#### Problem details
Take from the listing each line that has the string "stack".

#### Record set
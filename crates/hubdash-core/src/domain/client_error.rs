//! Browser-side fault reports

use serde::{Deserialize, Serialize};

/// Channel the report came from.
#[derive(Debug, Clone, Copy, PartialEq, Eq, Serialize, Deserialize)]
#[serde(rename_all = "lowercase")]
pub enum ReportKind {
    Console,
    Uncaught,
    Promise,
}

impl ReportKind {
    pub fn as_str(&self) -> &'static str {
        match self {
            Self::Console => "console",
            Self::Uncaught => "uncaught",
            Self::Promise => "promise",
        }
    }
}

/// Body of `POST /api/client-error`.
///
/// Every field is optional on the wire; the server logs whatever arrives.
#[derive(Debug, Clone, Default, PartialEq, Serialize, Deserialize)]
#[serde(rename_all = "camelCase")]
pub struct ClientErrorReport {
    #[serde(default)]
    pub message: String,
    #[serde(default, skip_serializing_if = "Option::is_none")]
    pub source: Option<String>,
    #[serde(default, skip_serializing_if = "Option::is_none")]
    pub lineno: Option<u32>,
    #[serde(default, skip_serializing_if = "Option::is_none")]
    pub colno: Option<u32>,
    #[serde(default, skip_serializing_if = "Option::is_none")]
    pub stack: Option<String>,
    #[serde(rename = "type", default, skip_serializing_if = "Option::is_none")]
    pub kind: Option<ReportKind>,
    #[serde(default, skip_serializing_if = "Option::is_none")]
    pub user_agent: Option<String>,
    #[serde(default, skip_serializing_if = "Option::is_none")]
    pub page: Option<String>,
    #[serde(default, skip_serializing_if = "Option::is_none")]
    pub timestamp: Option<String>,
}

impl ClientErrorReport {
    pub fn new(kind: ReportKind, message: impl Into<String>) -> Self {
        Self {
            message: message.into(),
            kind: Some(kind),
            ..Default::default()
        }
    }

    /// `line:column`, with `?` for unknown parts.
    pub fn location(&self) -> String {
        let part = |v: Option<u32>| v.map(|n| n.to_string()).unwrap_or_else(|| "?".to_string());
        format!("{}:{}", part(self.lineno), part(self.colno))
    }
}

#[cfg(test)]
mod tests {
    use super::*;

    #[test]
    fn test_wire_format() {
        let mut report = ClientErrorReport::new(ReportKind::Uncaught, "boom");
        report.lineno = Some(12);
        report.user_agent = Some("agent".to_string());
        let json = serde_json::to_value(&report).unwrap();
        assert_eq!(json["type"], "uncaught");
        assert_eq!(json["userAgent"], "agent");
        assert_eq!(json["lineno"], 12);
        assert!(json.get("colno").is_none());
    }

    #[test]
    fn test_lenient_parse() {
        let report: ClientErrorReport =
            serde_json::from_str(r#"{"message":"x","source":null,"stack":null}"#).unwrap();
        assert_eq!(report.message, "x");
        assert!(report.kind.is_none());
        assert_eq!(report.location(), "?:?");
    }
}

* * *

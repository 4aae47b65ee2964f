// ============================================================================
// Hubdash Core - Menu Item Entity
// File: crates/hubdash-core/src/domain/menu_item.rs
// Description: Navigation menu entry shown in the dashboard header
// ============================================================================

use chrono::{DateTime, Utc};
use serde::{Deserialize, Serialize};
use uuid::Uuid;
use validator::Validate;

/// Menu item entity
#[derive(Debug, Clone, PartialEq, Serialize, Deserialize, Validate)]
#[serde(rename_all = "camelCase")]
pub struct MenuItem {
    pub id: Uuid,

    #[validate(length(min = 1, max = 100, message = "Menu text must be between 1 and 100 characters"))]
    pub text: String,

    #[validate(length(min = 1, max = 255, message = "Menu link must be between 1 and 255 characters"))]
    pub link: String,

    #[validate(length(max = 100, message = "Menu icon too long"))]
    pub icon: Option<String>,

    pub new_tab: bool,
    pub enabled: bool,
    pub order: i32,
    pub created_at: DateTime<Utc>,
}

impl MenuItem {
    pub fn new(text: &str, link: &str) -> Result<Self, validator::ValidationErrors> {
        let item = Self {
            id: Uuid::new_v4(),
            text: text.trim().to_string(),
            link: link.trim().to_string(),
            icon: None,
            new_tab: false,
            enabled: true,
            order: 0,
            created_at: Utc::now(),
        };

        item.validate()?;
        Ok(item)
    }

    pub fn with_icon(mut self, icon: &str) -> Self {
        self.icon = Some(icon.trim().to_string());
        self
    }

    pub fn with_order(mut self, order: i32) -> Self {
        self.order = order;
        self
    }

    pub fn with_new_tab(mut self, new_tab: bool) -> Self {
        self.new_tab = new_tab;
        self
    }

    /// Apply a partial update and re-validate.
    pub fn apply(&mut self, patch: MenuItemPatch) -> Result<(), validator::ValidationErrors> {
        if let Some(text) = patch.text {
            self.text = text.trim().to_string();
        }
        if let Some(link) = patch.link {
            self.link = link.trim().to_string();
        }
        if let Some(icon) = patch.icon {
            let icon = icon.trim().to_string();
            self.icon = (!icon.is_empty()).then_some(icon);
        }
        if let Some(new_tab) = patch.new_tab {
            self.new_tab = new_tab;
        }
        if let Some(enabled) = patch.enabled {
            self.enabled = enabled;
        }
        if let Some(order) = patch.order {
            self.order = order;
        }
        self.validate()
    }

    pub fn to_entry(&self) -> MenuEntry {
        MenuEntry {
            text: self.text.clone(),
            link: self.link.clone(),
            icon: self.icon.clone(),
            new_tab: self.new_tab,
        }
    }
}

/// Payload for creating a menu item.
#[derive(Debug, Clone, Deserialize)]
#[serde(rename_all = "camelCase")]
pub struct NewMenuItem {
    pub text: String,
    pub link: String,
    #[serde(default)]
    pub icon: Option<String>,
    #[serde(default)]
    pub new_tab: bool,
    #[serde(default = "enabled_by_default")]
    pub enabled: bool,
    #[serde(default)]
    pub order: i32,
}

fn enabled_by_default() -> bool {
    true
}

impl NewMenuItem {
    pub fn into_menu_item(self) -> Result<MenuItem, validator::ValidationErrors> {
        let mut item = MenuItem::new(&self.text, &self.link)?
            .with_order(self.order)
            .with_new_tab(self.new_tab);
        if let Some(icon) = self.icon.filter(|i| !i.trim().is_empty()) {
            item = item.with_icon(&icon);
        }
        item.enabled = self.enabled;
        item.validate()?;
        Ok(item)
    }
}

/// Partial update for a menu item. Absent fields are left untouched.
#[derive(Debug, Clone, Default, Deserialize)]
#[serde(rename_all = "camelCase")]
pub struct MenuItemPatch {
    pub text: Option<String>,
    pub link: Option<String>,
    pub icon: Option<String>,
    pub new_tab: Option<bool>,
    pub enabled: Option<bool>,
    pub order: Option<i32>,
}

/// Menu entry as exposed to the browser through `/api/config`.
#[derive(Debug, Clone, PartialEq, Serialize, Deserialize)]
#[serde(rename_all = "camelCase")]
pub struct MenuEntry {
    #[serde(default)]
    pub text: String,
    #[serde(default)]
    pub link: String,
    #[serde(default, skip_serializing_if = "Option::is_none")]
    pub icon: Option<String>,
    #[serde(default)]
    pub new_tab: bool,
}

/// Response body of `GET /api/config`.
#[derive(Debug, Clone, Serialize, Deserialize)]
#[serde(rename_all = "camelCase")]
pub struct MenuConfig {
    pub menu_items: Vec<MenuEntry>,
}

#### Result below
    pub stack: Option<String>,
            serde_json::from_str(r#"{"message":"x","source":null,"stack":null}"#).unwrap();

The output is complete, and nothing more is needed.